• Data to process:
=== Section Start ===

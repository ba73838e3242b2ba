//! Error containment for component callbacks.
//!
//! A failing callback never corrupts the owning node: the failure is handed to
//! the capture hook, which decides whether the sweep continues with the next
//! sibling or the error propagates to the caller.

use crate::error::UnitError;
use crate::lifecycle::Transition;
use crate::scene::{ComponentId, Entity, EntityId};
use serde::{Deserialize, Serialize};
use std::fmt;

/// Outcome chosen by the capture hook.
#[derive(Debug, Copy, Clone, PartialEq, Eq, Serialize, Deserialize)]
pub enum CaptureDecision {
    /// Log the failure and keep processing the remaining units.
    Suppress,
    /// Abort the current sweep and return the failure to the caller.
    Rethrow,
}

/// Which callback failed.
#[derive(Debug, Copy, Clone, PartialEq, Eq, Hash)]
pub enum UnitPhase {
    Attach,
    Activate,
    Start,
    Deactivate,
    Detach,
    Destroy,
    Update,
}

impl UnitPhase {
    pub(crate) fn from_transition(transition: Transition) -> Option<Self> {
        match transition {
            Transition::Load => None,
            Transition::Attach => Some(Self::Attach),
            Transition::Activate => Some(Self::Activate),
            Transition::Start => Some(Self::Start),
            Transition::Deactivate => Some(Self::Deactivate),
            Transition::Detach => Some(Self::Detach),
            Transition::Destroy => Some(Self::Destroy),
        }
    }

    pub fn name(self) -> &'static str {
        match self {
            Self::Attach => "attach",
            Self::Activate => "activate",
            Self::Start => "start",
            Self::Deactivate => "deactivate",
            Self::Detach => "detach",
            Self::Destroy => "destroy",
            Self::Update => "update",
        }
    }
}

impl fmt::Display for UnitPhase {
    fn fmt(&self, f: &mut fmt::Formatter<'_>) -> fmt::Result {
        f.write_str(self.name())
    }
}

/// Everything the capture hook gets to see about a failure.
#[derive(Debug)]
pub struct UnitFailure<'a> {
    pub entity: Entity,
    pub entity_id: EntityId,
    pub component: ComponentId,
    pub type_name: &'static str,
    pub phase: UnitPhase,
    pub error: &'a UnitError,
}

pub type CaptureHook = Box<dyn FnMut(&UnitFailure<'_>) -> CaptureDecision>;

pub(crate) struct Capture {
    hook: Option<CaptureHook>,
    default: CaptureDecision,
}

impl Capture {
    pub fn new(default: CaptureDecision) -> Self {
        Self { hook: None, default }
    }

    pub fn set_hook(&mut self, hook: Option<CaptureHook>) {
        self.hook = hook;
    }

    pub fn decide(&mut self, failure: &UnitFailure<'_>) -> CaptureDecision {
        let decision = match self.hook.as_mut() {
            Some(hook) => hook(failure),
            None => self.default,
        };
        if decision == CaptureDecision::Suppress {
            tracing::error!(
                entity = %failure.entity,
                entity_id = %failure.entity_id,
                component = %failure.component,
                type_name = failure.type_name,
                phase = %failure.phase,
                error = %failure.error,
                "component failure suppressed"
            );
        }
        decision
    }
}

=== Section End ===

• What the task requires:
Pull out all lines from the entries above that include the word "Deactivate".

• Reply:
    Deactivate,
            Transition::Deactivate => Some(Self::Deactivate),
            Self::Deactivate => "deactivate",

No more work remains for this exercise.